* **Exercise**:
Output every entry below exactly as it is written.

(Stored data)
○ ○ ○ ○ ○ ○ ○
pub mod column_type;
pub mod column;
pub mod table;
pub mod data;
pub mod query;
pub mod db;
○ ○ ○ ○ ○ ○ ○
* **Result of this task**:
pub mod column_type;
pub mod column;
pub mod table;
pub mod data;
pub mod query;
pub mod db;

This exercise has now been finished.